Question

How do you factor \[{f^3} + 2{f^2} - 64f - 128\] ?

Answer 1

Hint: We have a polynomial of degree 3 and it is called cubic polynomial. IF the polynomial is of degree ‘n’ then the polynomial as ‘n’ roots or ‘n’ factors. Here we will have three factors. We simplify the given cubic polynomial by taking \[{f^2}\] common in the first two terms and 64 common in the remaining two terms. After applying the suitable algebraic identities we will obtain the desired results.

Complete step by step solution:
Given,
 \[{f^3} + 2{f^2} - 64f - 128\]
Take \[{f^2}\] in the first two terms we have,
 \[ \Rightarrow {f^2}\left( {f + 2} \right) - 64f - 128\]
Now take -64 common in the remaining two term we have,
 \[ \Rightarrow {f^2}\left( {f + 2} \right) - 64\left( {f + 2} \right)\]
Now taking \[\left( {f + 2} \right)\] common we have,
 \[ \Rightarrow \left( {{f^2} - 64} \right)\left( {f + 2} \right)\]
This can rewrite it as,
 \[ \Rightarrow \left( {{f^2} - {8^2}} \right)\left( {f + 2} \right)\]
We know the algebraic identity \[{a^2} - {b^2} = \left( {a - b} \right)\left( {a + b} \right)\] . Applying this to the first term of the above expression we have,
 \[ \Rightarrow \left( {f + 8} \right)\left( {f - 8} \right)\left( {f + 2} \right)\] .
Thus the factors of \[{f^3} + 2{f^2} - 64f - 128\] are \[\left( {f + 8} \right)\] , \[\left( {f - 8} \right)\] and \[\left( {f + 2} \right)\] .
So, the correct answer is “ \[\left( {f + 8} \right)\] , \[\left( {f - 8} \right)\] and \[\left( {f + 2} \right)\] .”.

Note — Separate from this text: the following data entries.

//! The two-variant reference mode.
//!
//! Every literal the selector needs (DOM id, storage value, button label,
//! URL marker) is derived from [`Mode`], so the sync and async spellings
//! live in exactly one place.

use serde::{Deserialize, Serialize};
use std::fmt;

/// Which variant of the API reference is active.
#[derive(Debug, Default, Clone, Copy, PartialEq, Eq, Hash, Serialize, Deserialize)]
pub enum Mode {
    /// The blocking client reference.
    #[default]
    #[serde(rename = "Sync")]
    Synchronous,
    /// The asyncio client reference.
    #[serde(rename = "Async")]
    Asynchronous,
}

impl Mode {
    /// Single-word tag used for DOM ids and the persisted preference.
    #[must_use]
    pub const fn short_name(self) -> &'static str {
        match self {
            Self::Synchronous => "Sync",
            Self::Asynchronous => "Async",
        }
    }

    /// Human-readable label shown on the dropdown button and its entries.
    #[must_use]
    pub const fn long_name(self) -> &'static str {
        match self {
            Self::Synchronous => "Synchronous",
            Self::Asynchronous => "Asynchronous",
        }
    }

    /// URL path segment marking a page as belonging to this mode.
    #[must_use]
    pub const fn path_prefix(self) -> &'static str {
        match self {
            Self::Synchronous => "/sync",
            Self::Asynchronous => "/async",
        }
    }

    /// The opposite mode.
    #[must_use]
    pub const fn other(self) -> Self {
        match self {
            Self::Synchronous => Self::Asynchronous,
            Self::Asynchronous => Self::Synchronous,
        }
    }

    /// Parse a short name ("Sync"/"Async") back into a mode.
    #[must_use]
    pub fn from_short_name(name: &str) -> Option<Self> {
        [Self::Synchronous, Self::Asynchronous]
            .into_iter()
            .find(|mode| mode.short_name() == name)
    }

    /// Parse a long name ("Synchronous"/"Asynchronous") back into a mode.
    #[must_use]
    pub fn from_long_name(name: &str) -> Option<Self> {
        [Self::Synchronous, Self::Asynchronous]
            .into_iter()
            .find(|mode| mode.long_name() == name)
    }
}

impl fmt::Display for Mode {
    fn fmt(&self, f: &mut fmt::Formatter<'_>) -> fmt::Result {
        f.write_str(self.long_name())
    }
}
//! HTTP server implementation using Axum.

use axum::{
    Router,
    routing::{get, post},
};
use olpchat_agent::ChatAgent;
use olpchat_core::config::OlpChatConfig;
use olpchat_knowledge::KnowledgeBase;
use std::sync::Arc;
use tower_http::cors::{Any, CorsLayer};
use tower_http::trace::TraceLayer;

/// Shared state for the gateway server. Read-only after startup.
#[derive(Clone)]
pub struct AppState {
    pub config: Arc<OlpChatConfig>,
    pub knowledge: Arc<KnowledgeBase>,
    /// The chat pipeline — FAQ match, provider chain, fallback.
    pub agent: Arc<ChatAgent>,
    pub start_time: std::time::Instant,
}

impl AppState {
    pub fn new(config: OlpChatConfig, knowledge: Arc<KnowledgeBase>, agent: ChatAgent) -> Self {
        Self {
            config: Arc::new(config),
            knowledge,
            agent: Arc::new(agent),
            start_time: std::time::Instant::now(),
        }
    }
}

/// Build the Axum router with all routes.
pub fn build_router(state: AppState) -> Router {
    build_router_from_arc(Arc::new(state))
}

pub fn build_router_from_arc(shared: Arc<AppState>) -> Router {
    Router::new()
        .route("/", get(super::routes::health_check))
        .route("/api/chat", post(super::routes::chat))
        .route("/api/domains", get(super::routes::list_domains))
        .route("/api/faq", get(super::routes::list_faq))
        .route("/api/faq/{topic}", get(super::routes::get_faq_topic))
        .route("/api/suggest", get(super::routes::suggest))
        .route("/api/categories", get(super::routes::list_categories))
        .route("/api/categories/{category}", get(super::routes::get_category))
        .layer(cors_layer(std::env::var("OLPCHAT_CORS_ORIGINS").ok()))
        .layer(TraceLayer::new_for_http())
        .with_state(shared)
}

/// Permissive CORS unless an origin list is given.
///
/// Example: `OLPCHAT_CORS_ORIGINS=https://olp.maryland.gov,https://mdeoe.org`
fn cors_layer(origins: Option<String>) -> CorsLayer {
    let cors = CorsLayer::new()
        .allow_methods([
            axum::http::Method::GET,
            axum::http::Method::POST,
            axum::http::Method::OPTIONS,
        ])
        .allow_headers(Any)
        .max_age(std::time::Duration::from_secs(3600));

    match origins.filter(|s| !s.trim().is_empty()) {
        Some(origins_str) => {
            let origins: Vec<_> = origins_str
                .split(',')
                .filter_map(|s| s.trim().parse::<axum::http::HeaderValue>().ok())
                .collect();
            cors.allow_origin(origins)
        }
        // Development fallback — allow all origins
        None => cors.allow_origin(Any),
    }
}

/// Start the HTTP server.
pub async fn start(config: OlpChatConfig, knowledge: Arc<KnowledgeBase>) -> anyhow::Result<()> {
    let agent = ChatAgent::from_config(&config, knowledge.clone())?;
    let addr = format!("{}:{}", config.gateway.host, config.gateway.port);
    let service = config.identity.name.clone();

    let app = build_router(AppState::new(config, knowledge, agent));
    let listener = tokio::net::TcpListener::bind(&addr).await?;

    tracing::info!("🌐 {} listening on http://{}", service, addr);

    axum::serve(listener, app).await?;
    Ok(())
}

Note: We can also find the roots of the given cubic polynomial. All we need to do is substituting the obtained factors to zero.
 \[\left( {f + 8} \right)\left( {f - 8} \right)\left( {f + 2} \right) = 0\]
Now according to zero product principle we have,
 \[\left( {f + 8} \right) = 0\] and \[\left( {f - 8} \right) = 0\] and \[\left( {f + 2} \right) = 0\]
 \[ \Rightarrow f = - 8\] and \[f = 8\] and \[f = - 2\] . These are roots of the given polynomial. Usually we simplify the given cubic polynomial to quadratic polynomial using synthetic division and then we solve the quadratic polynomial using factorization method or quadratic polynomial.